Patricia Wen can be reached at wen@globe.com.  

January 30, 2006 | Email this story

 

Comments (newest comments at bottom)

Aren't tubes really attached to people, rather than the other way around? That's a bugaboo I always notice in these stories. And note: ALL children, with or without a disability, require round-the-clock care (at least sometimes).

Posted by: Penny on January 30, 2006 02:53 PM

Penny writes,

>

Yes, that's exactly right! And that's a given; a normal part of ife. Yet in stories when "round the clock care" is used in connection with a disability, it always comes across as this huge burden ... to society, to the economy, to the "caregiver" [sic] ....

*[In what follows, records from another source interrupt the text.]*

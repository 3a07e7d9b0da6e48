//! Conversation memory: a buffer of past exchanges, optionally windowed.

use std::collections::VecDeque;

use serde::Serialize;

#[derive(Debug, Clone, Copy, PartialEq, Eq, Serialize)]
#[serde(rename_all = "lowercase")]
pub enum Role {
    Human,
    Ai,
}

#[derive(Debug, Clone, PartialEq, Eq, Serialize)]
pub struct ChatMessage {
    pub role: Role,
    pub content: String,
}

#[derive(Debug, Clone, PartialEq, Eq)]
struct Exchange {
    input: String,
    output: String,
}

/// Past (input, output) exchanges.
///
/// With `window = Some(k)` only the last `k` exchanges are kept.
#[derive(Debug, Clone, Default)]
pub struct ConversationMemory {
    window: Option<usize>,
    exchanges: VecDeque<Exchange>,
}

impl ConversationMemory {
    /// Unbounded buffer.
    pub fn buffer() -> Self {
        Self::default()
    }

    /// Keeps the last `k` exchanges.
    pub fn window(k: usize) -> Self {
        Self { window: Some(k), exchanges: VecDeque::new() }
    }

    pub fn save_context(&mut self, input: impl Into<String>, output: impl Into<String>) {
        self.exchanges.push_back(Exchange { input: input.into(), output: output.into() });
        if let Some(k) = self.window {
            while self.exchanges.len() > k {
                self.exchanges.pop_front();
            }
        }
    }

    /// `Human: ...` / `AI: ...` lines, oldest first. Empty when nothing is stored.
    pub fn history_text(&self) -> String {
        self.exchanges
            .iter()
            .map(|e| format!("Human: {}\nAI: {}", e.input, e.output))
            .collect::<Vec<_>>()
            .join("\n")
    }

    pub fn messages(&self) -> Vec<ChatMessage> {
        self.exchanges
            .iter()
            .flat_map(|e| {
                [
                    ChatMessage { role: Role::Human, content: e.input.clone() },
                    ChatMessage { role: Role::Ai, content: e.output.clone() },
                ]
            })
            .collect()
    }

    pub fn clear(&mut self) {
        self.exchanges.clear();
    }

    /// Number of stored exchanges.
    pub fn len(&self) -> usize {
        self.exchanges.len()
    }

    pub fn is_empty(&self) -> bool {
        self.exchanges.is_empty()
    }
}

#[cfg(test)]
mod tests {
    use super::*;

    #[test]
    fn buffer_keeps_everything() {
        let mut m = ConversationMemory::buffer();
        for i in 0..5 {
            m.save_context(format!("q{i}"), format!("a{i}"));
        }
        assert_eq!(m.len(), 5);
        assert_eq!(m.messages().len(), 10);
    }

    #[test]
    fn window_keeps_last_k() {
        let mut m = ConversationMemory::window(3);
        for i in 0..5 {
            m.save_context(format!("q{i}"), format!("a{i}"));
        }
        assert_eq!(m.len(), 3);
        assert!(m.history_text().starts_with("Human: q2\nAI: a2"));
        assert!(!m.history_text().contains("q1"));
    }

    #[test]
    fn clear_and_empty_history() {
        let mut m = ConversationMemory::buffer();
        assert_eq!(m.history_text(), "");
        m.save_context("hi", "hello");
        m.clear();
        assert!(m.is_empty());
    }

    #[test]
    fn messages_serialize_with_roles() {
        let mut m = ConversationMemory::buffer();
        m.save_context("hi", "hello");
        let v = serde_json::to_value(m.messages()).unwrap();
        assert_eq!(v[0]["role"], "human");
        assert_eq!(v[1]["role"], "ai");
    }
}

Posted by: Mary Johnson on January 30, 2006 03:25 PM

Wow, somehow I missed this post way back in January. But anyway, I toldja. I toldja this was gonna happen. Didn't I tellya? It's never a question of consciousness or responsiveness; it's a question of walking and talking and eating with a spoon. You're certainly correct, MJ: "round-the-clock" is used to make it seem like Haleigh is now a real pain in the ass.